Deploying Machine Learning
Machine learning, where algorithms are automatically improved by using massive amounts of data and allowing the computer to gather experience, has gradually become more popular in the financial sector, particularly in fields such as quantitative finance. Quants, as people employed in the field are known as, use mathematical models combined with massive datasets to analyse financial markets and securities. Machine learning can be a huge benefit when carrying out risk management, where algorithms can be deployed to help trawl through huge amounts of data, although it’s still a relatively new addition to the field.
During the trading process, machine learning can be applied to improve trades by highlighting when to take a risk and what the profit/loss outcome will be. It can automate trading processes and find opportunities that a human may miss amongst big data, as well as examining both databases and the news to ensure traders can stay on top of things.

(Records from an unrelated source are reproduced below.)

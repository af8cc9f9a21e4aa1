//! Deterministic in-memory backing store.
//!
//! Thread-safe and shared across every connection it hands out, so multiple
//! pools (standing in for multiple processes) can coordinate through one
//! instance. Expiry is measured on `tokio::time::Instant`, which makes TTL
//! behaviour controllable with a paused tokio clock.

use std::collections::BTreeMap;
use std::collections::BTreeSet;
use std::sync::Arc;
use std::sync::atomic::AtomicU32;
use std::sync::atomic::AtomicU64;
use std::sync::atomic::Ordering;
use std::time::Duration;

use async_trait::async_trait;
use parking_lot::Mutex;
use tokio::time::Instant;
use tracing::trace;

use crate::command::Command;
use crate::command::KeyTtl;
use crate::command::Reply;
use crate::connection::ConnectionFactory;
use crate::connection::StoreConnection;
use crate::error::StoreError;

#[derive(Debug, Clone)]
enum StoredValue {
    Str(String),
    Hash(BTreeMap<String, String>),
    Set(BTreeSet<String>),
}

#[derive(Debug, Clone)]
struct Entry {
    value: StoredValue,
    expires_at: Option<Instant>,
}

impl Entry {
    fn is_expired(&self, now: Instant) -> bool {
        self.expires_at.is_some_and(|deadline| now >= deadline)
    }
}

struct Shared {
    /// Every command runs under this lock, which makes the conditional commands atomic.
    data: Mutex<BTreeMap<String, Entry>>,
    fail_commands: AtomicU32,
    fail_connects: AtomicU32,
    connects: AtomicU64,
}

/// A deterministic in-memory store implementing [`ConnectionFactory`].
pub struct InMemoryStore {
    shared: Arc<Shared>,
}

impl Default for InMemoryStore {
    fn default() -> Self {
        Self::new_inner()
    }
}

impl InMemoryStore {
    /// Create a new store wrapped in `Arc`.
    pub fn new() -> Arc<Self> {
        Arc::new(Self::new_inner())
    }

    fn new_inner() -> Self {
        Self {
            shared: Arc::new(Shared {
                data: Mutex::new(BTreeMap::new()),
                fail_commands: AtomicU32::new(0),
                fail_connects: AtomicU32::new(0),
                connects: AtomicU64::new(0),
            }),
        }
    }

    /// Make the next `n` commands (on any connection) fail with a transport error.
    pub fn fail_next_commands(&self, n: u32) {
        self.shared.fail_commands.store(n, Ordering::SeqCst);
    }

    /// Make the next `n` connection attempts fail.
    pub fn fail_next_connects(&self, n: u32) {
        self.shared.fail_connects.store(n, Ordering::SeqCst);
    }

    /// Number of successful connects performed so far.
    pub fn connect_count(&self) -> u64 {
        self.shared.connects.load(Ordering::SeqCst)
    }

    /// Number of live (unexpired) keys.
    pub fn key_count(&self) -> usize {
        let now = Instant::now();
        self.shared.data.lock().values().filter(|e| !e.is_expired(now)).count()
    }
}

#[async_trait]
impl ConnectionFactory for InMemoryStore {
    async fn connect(&self) -> Result<Box<dyn StoreConnection>, StoreError> {
        if take_fault(&self.shared.fail_connects) {
            return Err(StoreError::ConnectionFailed {
                reason: "injected connect fault".to_string(),
            });
        }
        let id = self.shared.connects.fetch_add(1, Ordering::SeqCst) + 1;
        trace!(connection_id = id, "in-memory connection opened");
        Ok(Box::new(InMemoryConnection {
            shared: Arc::clone(&self.shared),
            closed: false,
        }))
    }

    fn describe(&self) -> String {
        "in-memory".to_string()
    }
}

/// A connection to an [`InMemoryStore`].
pub struct InMemoryConnection {
    shared: Arc<Shared>,
    closed: bool,
}

#[async_trait]
impl StoreConnection for InMemoryConnection {
    async fn execute(&mut self, command: Command) -> Result<Reply, StoreError> {
        if self.closed {
            return Err(StoreError::Closed);
        }
        if take_fault(&self.shared.fail_commands) {
            return Err(StoreError::CommandFailed {
                command: command.name().to_string(),
                reason: "injected fault".to_string(),
            });
        }
        apply(&mut self.shared.data.lock(), command, Instant::now())
    }

    async fn close(&mut self) -> Result<(), StoreError> {
        self.closed = true;
        Ok(())
    }
}

fn take_fault(counter: &AtomicU32) -> bool {
    counter.fetch_update(Ordering::SeqCst, Ordering::SeqCst, |n| n.checked_sub(1)).is_ok()
}

/// Drop `key` if it has expired, then return the live entry.
fn live<'a>(data: &'a mut BTreeMap<String, Entry>, key: &str, now: Instant) -> Option<&'a mut Entry> {
    if data.get(key).is_some_and(|e| e.is_expired(now)) {
        data.remove(key);
    }
    data.get_mut(key)
}

fn wrong_type(key: &str, command: &Command) -> StoreError {
    StoreError::WrongType {
        key: key.to_string(),
        command: command.name().to_string(),
    }
}

fn apply(data: &mut BTreeMap<String, Entry>, command: Command, now: Instant) -> Result<Reply, StoreError> {
    match &command {
        Command::SetIfAbsent { key, value, ttl_ms } => {
            if live(data, key, now).is_some() {
                return Ok(Reply::Bool(false));
            }
            data.insert(key.clone(), Entry {
                value: StoredValue::Str(value.clone()),
                expires_at: Some(now + Duration::from_millis(*ttl_ms)),
            });
            Ok(Reply::Bool(true))
        }
        Command::CompareAndDelete { key, expected } => {
            let matches = matches!(
                live(data, key, now),
                Some(Entry { value: StoredValue::Str(current), .. }) if current == expected
            );
            if matches {
                data.remove(key);
            }
            Ok(Reply::Bool(matches))
        }
        Command::CompareAndExpire { key, expected, ttl_ms } => match live(data, key, now) {
            Some(entry) if matches!(&entry.value, StoredValue::Str(current) if current == expected) => {
                entry.expires_at = Some(now + Duration::from_millis(*ttl_ms));
                Ok(Reply::Bool(true))
            }
            _ => Ok(Reply::Bool(false)),
        },
        Command::Get { key } => match live(data, key, now) {
            None => Ok(Reply::Value(None)),
            Some(Entry {
                value: StoredValue::Str(v),
                ..
            }) => Ok(Reply::Value(Some(v.clone()))),
            Some(_) => Err(wrong_type(key, &command)),
        },
        Command::Delete { key } => {
            let existed = live(data, key, now).is_some();
            data.remove(key);
            Ok(Reply::Bool(existed))
        }
        Command::Exists { key } => Ok(Reply::Bool(live(data, key, now).is_some())),
        Command::Ttl { key } => {
            let ttl = match live(data, key, now) {
                None => KeyTtl::Missing,
                Some(Entry { expires_at: None, .. }) => KeyTtl::Persistent,
                Some(Entry {
                    expires_at: Some(deadline),
                    ..
                }) => {
                    let remaining = deadline.saturating_duration_since(now);
                    KeyTtl::Expires(u64::try_from(remaining.as_millis()).unwrap_or(u64::MAX))
                }
            };
            Ok(Reply::Ttl(ttl))
        }
        Command::HashSet { key, fields } => {
            match live(data, key, now) {
                Some(Entry {
                    value: StoredValue::Hash(hash),
                    ..
                }) => {
                    hash.extend(fields.iter().cloned());
                }
                Some(_) => return Err(wrong_type(key, &command)),
                None => {
                    data.insert(key.clone(), Entry {
                        value: StoredValue::Hash(fields.iter().cloned().collect()),
                        expires_at: None,
                    });
                }
            }
            Ok(Reply::Ok)
        }
        Command::HashSetIfExists { key, fields } => match live(data, key, now) {
            Some(Entry {
                value: StoredValue::Hash(hash),
                ..
            }) => {
                hash.extend(fields.iter().cloned());
                Ok(Reply::Bool(true))
            }
            Some(_) => Err(wrong_type(key, &command)),
            None => Ok(Reply::Bool(false)),
        },
        Command::HashGetAll { key } => match live(data, key, now) {
            None => Ok(Reply::Hash(BTreeMap::new())),
            Some(Entry {
                value: StoredValue::Hash(hash),
                ..
            }) => Ok(Reply::Hash(hash.clone())),
            Some(_) => Err(wrong_type(key, &command)),
        },
        Command::SetAdd { key, member } => match live(data, key, now) {
            Some(Entry {
                value: StoredValue::Set(set),
                ..
            }) => Ok(Reply::Bool(set.insert(member.clone()))),
            Some(_) => Err(wrong_type(key, &command)),
            None => {
                data.insert(key.clone(), Entry {
                    value: StoredValue::Set(BTreeSet::from([member.clone()])),
                    expires_at: None,
                });
                Ok(Reply::Bool(true))
            }
        },
        Command::SetRemove { key, member } => {
            let (removed, now_empty) = match live(data, key, now) {
                None => (false, false),
                Some(Entry {
                    value: StoredValue::Set(set),
                    ..
                }) => (set.remove(member), set.is_empty()),
                Some(_) => return Err(wrong_type(key, &command)),
            };
            // Empty sets cease to exist, matching Redis.
            if now_empty {
                data.remove(key);
            }
            Ok(Reply::Bool(removed))
        }
        Command::SetMembers { key } => match live(data, key, now) {
            None => Ok(Reply::Members(Vec::new())),
            Some(Entry {
                value: StoredValue::Set(set),
                ..
            }) => Ok(Reply::Members(set.iter().cloned().collect())),
            Some(_) => Err(wrong_type(key, &command)),
        },
        Command::ScanPrefix { prefix } => {
            let keys = data
                .range(prefix.clone()..)
                .take_while(|(k, _)| k.starts_with(prefix.as_str()))
                .filter(|(_, e)| !e.is_expired(now))
                .map(|(k, _)| k.clone())
                .collect();
            Ok(Reply::Keys(keys))
        }
        Command::Ping => Ok(Reply::Pong),
    }
}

In this sense, AI is acting more as an advisor and a predictor of market behaviour, and it therefore shouldn’t be blindly applied. Due to this, it won’t totally replace the human factor and remove quants from the equation, at least for the time being.
Providing Quick & Seamless Customer Service
In the personal banking sector, AI can supply fast, 24/7 customer service in the form of smart chatbots. These bots can answer common questions and provide self-help solutions, which takes some pressure off busy call centres. While it’s likely that people will always want the option of speaking to a human, AI is getting smarter every day and becoming increasingly capable of engaging in a conversation as natural language learning progresses.
Reducing The Risk of Human Error
When dealing with massive amounts of data and a busy financial workload, humans are generally prone to eventually making errors, especially when doing repetitive tasks. AI can be used to automate those mundane tasks that consume thousands of work hours. It also works out at a lower cost, meaning reduced payrolls too. By taking over these small yet time consuming tasks, it can free up workers to focus on the big picture and helps them concentrate on driving profit.
These are just a few of the ways that AI is changing the financial industry. AI is here to stay, and it will continue to reshape the financial industry alongside many other industries. While it may take time and money to implement AI into the daily workings of a business, neglecting to go down this path may well cost companies in the long run.